(Supplied material)

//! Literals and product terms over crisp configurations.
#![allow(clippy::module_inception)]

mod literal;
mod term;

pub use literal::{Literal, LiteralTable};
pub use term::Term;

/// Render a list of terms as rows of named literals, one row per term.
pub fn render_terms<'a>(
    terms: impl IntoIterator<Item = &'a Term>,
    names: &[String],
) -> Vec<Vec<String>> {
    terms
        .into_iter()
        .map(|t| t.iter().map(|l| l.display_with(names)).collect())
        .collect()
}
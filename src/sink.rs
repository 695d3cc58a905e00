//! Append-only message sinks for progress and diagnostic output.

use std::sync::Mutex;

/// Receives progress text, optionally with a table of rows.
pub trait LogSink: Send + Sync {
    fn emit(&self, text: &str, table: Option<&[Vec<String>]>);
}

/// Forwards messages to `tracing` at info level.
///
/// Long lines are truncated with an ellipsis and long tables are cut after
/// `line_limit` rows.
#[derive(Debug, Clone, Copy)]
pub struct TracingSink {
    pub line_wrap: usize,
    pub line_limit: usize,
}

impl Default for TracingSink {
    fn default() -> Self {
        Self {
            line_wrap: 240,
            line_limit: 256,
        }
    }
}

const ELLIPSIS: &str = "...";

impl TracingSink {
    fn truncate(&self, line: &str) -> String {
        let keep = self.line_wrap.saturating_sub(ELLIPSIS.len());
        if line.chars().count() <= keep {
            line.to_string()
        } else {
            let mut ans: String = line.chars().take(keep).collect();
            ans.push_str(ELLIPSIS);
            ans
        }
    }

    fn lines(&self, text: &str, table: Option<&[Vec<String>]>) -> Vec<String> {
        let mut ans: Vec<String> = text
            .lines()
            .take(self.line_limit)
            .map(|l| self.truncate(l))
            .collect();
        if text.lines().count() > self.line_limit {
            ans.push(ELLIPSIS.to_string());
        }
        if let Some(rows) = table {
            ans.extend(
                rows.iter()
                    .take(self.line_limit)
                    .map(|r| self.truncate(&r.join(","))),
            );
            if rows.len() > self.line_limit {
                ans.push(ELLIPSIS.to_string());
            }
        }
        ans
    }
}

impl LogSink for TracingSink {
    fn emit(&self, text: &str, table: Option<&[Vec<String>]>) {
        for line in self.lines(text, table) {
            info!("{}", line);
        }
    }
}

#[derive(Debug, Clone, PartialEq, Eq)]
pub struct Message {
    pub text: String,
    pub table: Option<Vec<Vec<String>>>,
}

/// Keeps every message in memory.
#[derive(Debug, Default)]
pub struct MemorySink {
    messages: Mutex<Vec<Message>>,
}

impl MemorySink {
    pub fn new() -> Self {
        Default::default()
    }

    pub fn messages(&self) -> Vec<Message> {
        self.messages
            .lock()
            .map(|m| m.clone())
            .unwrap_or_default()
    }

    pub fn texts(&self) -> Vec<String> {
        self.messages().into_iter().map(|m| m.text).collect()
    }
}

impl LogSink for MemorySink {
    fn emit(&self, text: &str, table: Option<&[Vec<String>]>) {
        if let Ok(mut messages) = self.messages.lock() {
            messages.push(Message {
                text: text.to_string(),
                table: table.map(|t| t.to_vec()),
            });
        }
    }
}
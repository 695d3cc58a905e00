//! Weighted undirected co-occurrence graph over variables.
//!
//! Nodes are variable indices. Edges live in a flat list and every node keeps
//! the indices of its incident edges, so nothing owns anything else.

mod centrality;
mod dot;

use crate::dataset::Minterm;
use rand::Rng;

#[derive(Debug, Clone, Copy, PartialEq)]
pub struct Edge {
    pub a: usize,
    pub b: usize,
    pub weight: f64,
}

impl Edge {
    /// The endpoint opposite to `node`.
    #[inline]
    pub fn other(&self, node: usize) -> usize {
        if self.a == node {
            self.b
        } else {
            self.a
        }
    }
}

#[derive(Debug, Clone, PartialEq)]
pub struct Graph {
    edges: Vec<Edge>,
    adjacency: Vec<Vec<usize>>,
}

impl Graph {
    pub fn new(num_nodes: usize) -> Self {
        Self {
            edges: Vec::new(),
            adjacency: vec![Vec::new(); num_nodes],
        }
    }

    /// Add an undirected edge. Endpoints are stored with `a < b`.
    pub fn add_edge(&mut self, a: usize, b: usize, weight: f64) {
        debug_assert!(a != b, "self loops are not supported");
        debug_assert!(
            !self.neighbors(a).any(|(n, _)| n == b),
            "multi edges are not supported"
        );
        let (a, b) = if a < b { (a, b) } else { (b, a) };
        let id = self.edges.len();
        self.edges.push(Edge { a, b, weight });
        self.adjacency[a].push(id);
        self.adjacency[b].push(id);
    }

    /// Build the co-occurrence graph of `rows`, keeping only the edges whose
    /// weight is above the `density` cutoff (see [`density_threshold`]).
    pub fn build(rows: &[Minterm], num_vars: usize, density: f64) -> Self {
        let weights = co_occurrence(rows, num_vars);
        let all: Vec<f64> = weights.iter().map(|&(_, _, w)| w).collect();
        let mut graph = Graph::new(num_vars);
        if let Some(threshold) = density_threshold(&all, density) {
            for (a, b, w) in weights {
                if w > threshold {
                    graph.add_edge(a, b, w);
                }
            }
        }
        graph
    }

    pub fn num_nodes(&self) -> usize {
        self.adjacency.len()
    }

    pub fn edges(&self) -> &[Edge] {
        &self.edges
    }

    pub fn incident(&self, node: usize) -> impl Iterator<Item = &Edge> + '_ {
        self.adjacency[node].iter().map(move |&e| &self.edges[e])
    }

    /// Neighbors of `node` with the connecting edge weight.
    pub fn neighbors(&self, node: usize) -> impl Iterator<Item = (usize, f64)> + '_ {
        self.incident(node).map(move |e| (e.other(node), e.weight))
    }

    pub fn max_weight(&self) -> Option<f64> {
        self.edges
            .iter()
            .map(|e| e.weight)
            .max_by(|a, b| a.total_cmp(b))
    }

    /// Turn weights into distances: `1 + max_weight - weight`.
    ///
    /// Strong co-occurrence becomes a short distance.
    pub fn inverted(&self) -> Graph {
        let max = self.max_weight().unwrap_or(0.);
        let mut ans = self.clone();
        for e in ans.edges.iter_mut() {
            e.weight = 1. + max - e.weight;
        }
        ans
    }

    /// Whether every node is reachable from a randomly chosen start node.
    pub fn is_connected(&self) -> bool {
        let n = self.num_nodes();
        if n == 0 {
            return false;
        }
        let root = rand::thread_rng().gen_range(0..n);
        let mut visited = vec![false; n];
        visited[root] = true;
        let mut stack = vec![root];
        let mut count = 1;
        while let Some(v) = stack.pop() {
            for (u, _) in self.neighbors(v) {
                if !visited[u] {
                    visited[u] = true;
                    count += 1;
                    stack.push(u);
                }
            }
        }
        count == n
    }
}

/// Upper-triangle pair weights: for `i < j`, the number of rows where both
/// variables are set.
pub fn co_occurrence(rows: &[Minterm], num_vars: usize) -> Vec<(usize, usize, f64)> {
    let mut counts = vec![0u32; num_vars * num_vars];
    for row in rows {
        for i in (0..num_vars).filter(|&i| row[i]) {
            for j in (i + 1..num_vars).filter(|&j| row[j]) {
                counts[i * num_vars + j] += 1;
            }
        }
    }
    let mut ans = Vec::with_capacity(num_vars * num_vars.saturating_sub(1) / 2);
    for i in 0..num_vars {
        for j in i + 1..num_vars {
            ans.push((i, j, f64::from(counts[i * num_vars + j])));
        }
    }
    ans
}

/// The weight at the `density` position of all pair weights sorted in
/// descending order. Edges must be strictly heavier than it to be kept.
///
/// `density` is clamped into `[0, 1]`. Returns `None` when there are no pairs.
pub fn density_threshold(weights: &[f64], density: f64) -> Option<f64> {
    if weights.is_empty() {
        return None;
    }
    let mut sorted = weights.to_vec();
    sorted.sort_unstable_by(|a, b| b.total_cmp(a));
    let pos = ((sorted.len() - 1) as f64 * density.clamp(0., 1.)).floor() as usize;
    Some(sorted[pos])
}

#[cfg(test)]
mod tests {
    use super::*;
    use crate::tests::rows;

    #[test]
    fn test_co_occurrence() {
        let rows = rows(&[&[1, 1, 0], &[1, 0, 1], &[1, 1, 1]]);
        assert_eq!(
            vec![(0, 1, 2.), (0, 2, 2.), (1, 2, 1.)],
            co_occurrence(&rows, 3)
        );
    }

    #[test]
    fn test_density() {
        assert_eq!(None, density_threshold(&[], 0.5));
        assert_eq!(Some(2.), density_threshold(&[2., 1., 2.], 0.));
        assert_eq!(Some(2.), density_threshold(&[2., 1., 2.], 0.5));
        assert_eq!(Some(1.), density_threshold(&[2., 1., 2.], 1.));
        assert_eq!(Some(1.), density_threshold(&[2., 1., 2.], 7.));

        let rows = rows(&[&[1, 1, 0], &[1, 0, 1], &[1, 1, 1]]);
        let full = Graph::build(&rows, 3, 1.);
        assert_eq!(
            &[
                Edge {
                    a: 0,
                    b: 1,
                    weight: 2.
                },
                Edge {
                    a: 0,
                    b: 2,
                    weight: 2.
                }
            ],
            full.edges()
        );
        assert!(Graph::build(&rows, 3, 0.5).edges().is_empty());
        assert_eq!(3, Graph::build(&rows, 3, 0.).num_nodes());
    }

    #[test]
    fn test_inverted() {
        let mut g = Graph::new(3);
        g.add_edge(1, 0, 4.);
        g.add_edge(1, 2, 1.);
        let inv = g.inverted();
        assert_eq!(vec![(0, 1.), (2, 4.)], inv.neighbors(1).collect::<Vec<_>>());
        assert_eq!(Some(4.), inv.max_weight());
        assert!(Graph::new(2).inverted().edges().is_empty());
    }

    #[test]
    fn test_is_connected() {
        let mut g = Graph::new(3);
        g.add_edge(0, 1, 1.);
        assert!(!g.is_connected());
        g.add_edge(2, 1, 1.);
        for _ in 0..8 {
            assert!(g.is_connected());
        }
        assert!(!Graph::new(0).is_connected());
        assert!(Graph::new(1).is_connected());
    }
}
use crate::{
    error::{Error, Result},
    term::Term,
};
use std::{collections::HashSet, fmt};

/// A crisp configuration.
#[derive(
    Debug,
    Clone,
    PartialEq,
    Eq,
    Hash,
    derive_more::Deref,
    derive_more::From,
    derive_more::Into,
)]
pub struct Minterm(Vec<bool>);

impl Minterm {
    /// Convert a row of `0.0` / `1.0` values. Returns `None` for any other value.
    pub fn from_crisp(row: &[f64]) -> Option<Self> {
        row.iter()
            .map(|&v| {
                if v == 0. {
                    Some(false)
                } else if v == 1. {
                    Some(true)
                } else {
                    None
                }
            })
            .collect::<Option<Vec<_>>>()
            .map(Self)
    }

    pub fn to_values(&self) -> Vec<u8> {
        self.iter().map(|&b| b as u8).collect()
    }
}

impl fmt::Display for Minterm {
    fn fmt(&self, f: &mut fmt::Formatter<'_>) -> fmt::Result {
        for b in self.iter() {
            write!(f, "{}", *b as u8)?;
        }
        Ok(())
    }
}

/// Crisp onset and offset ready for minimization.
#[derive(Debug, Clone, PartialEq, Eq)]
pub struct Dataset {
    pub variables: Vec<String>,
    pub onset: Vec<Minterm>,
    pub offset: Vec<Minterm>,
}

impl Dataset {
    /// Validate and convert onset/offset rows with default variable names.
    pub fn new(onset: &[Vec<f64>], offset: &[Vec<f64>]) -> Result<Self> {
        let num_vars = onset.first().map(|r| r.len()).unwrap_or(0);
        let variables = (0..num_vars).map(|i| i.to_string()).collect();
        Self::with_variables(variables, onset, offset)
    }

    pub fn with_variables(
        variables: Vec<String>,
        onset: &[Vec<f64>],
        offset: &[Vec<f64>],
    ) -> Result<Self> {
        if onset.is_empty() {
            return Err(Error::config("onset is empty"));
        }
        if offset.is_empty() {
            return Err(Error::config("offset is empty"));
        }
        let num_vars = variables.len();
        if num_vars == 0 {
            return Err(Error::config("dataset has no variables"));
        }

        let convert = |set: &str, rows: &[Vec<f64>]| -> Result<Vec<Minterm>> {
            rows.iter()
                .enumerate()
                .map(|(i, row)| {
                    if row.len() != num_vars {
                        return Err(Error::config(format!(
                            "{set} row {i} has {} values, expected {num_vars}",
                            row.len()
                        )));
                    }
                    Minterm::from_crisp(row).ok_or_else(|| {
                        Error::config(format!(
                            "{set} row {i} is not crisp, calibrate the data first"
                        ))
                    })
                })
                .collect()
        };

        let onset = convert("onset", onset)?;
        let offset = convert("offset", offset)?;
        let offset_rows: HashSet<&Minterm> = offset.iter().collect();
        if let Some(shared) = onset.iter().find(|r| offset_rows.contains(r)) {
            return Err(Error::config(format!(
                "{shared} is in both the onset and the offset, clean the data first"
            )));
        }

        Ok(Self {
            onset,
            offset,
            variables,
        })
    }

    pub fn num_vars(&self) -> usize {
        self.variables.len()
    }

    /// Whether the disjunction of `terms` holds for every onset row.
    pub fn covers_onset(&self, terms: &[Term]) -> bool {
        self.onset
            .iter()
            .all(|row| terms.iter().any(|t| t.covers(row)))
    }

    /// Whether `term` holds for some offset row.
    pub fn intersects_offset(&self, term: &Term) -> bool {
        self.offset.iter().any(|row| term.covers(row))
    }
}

(End Supplied material)

Your goal
Find each line in the records above that contains "struct", and copy it.

The answer
pub struct TracingSink {
pub struct Message {
pub struct MemorySink {
pub struct Edge {
pub struct Graph {
pub struct Minterm(Vec<bool>);
pub struct Dataset {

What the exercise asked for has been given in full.